REQUIRED WORK
Filter the listing below, keeping only the lines with the word "AttemptError".

DATASET CONTENT
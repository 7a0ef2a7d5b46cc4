use crate::types::{Capability, ErrorKind};
use serde::Serialize;
use std::fmt;
use thiserror::Error;

/// Errors surfaced to callers of the delivery engine
#[derive(Debug, Error)]
pub enum DeliveryError {
    #[error("No available strategy for capabilities [{}]", join_capabilities(.enabled))]
    NoAvailableStrategy { enabled: Vec<Capability> },

    #[error("Strategy already registered: {0}")]
    DuplicateStrategy(String),

    #[error("Invalid strategy {name}: {reason}")]
    InvalidStrategy { name: String, reason: String },

    #[error(transparent)]
    AggregateFailure(#[from] AggregateFailure),

    #[error("Delivery cancelled after {attempts} attempt(s)")]
    Cancelled { attempts: u32 },

    #[error("Configuration error: {0}")]
    Configuration(String),
}

fn join_capabilities(caps: &[Capability]) -> String {
    caps.iter()
        .map(|c| c.as_str())
        .collect::<Vec<_>>()
        .join(", ")
}

/// Failure of a single attempt. Recorded and recovered from, never surfaced
/// on its own.
#[derive(Debug, Clone, PartialEq, Eq, Error, Serialize)]
pub enum AttemptError {
    #[error("timed out after {after_ms}ms")]
    Timeout { after_ms: u64 },

    #[error("{0}")]
    Failure(String),
}

impl AttemptError {
    pub fn kind(&self) -> ErrorKind {
        match self {
            AttemptError::Timeout { .. } => ErrorKind::Timeout,
            AttemptError::Failure(_) => ErrorKind::Failure,
        }
    }
}

/// Last known state of one exhausted strategy
#[derive(Debug, Clone, PartialEq, Eq, Serialize)]
pub struct StrategyFailure {
    pub strategy: String,
    pub attempts: u32,
    pub last_error: AttemptError,
}

/// Every strategy in the plan ran out of attempts
#[derive(Debug, Clone, PartialEq, Eq, Serialize)]
pub struct AggregateFailure {
    pub failures: Vec<StrategyFailure>,
}

impl AggregateFailure {
    pub fn total_attempts(&self) -> u32 {
        self.failures.iter().map(|f| f.attempts).sum()
    }

    pub fn for_strategy(&self, name: &str) -> Option<&StrategyFailure> {
        self.failures.iter().find(|f| f.strategy == name)
    }
}

impl fmt::Display for AggregateFailure {
    fn fmt(&self, f: &mut fmt::Formatter) -> fmt::Result {
        let strategies = self.failures.len();
        if strategies == 1 {
            write!(f, "1 strategy exhausted")?;
        } else {
            write!(f, "All {} strategies exhausted", strategies)?;
        }
        write!(f, " after {}", attempts(self.total_attempts()))?;
        for failure in &self.failures {
            write!(
                f,
                "; {} ({}): {}",
                failure.strategy,
                attempts(failure.attempts),
                failure.last_error
            )?;
        }
        Ok(())
    }
}

fn attempts(n: u32) -> String {
    if n == 1 {
        "1 attempt".to_string()
    } else {
        format!("{} attempts", n)
    }
}

impl std::error::Error for AggregateFailure {}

RESULT
pub enum AttemptError {
impl AttemptError {
            AttemptError::Timeout { .. } => ErrorKind::Timeout,
            AttemptError::Failure(_) => ErrorKind::Failure,
    pub last_error: AttemptError,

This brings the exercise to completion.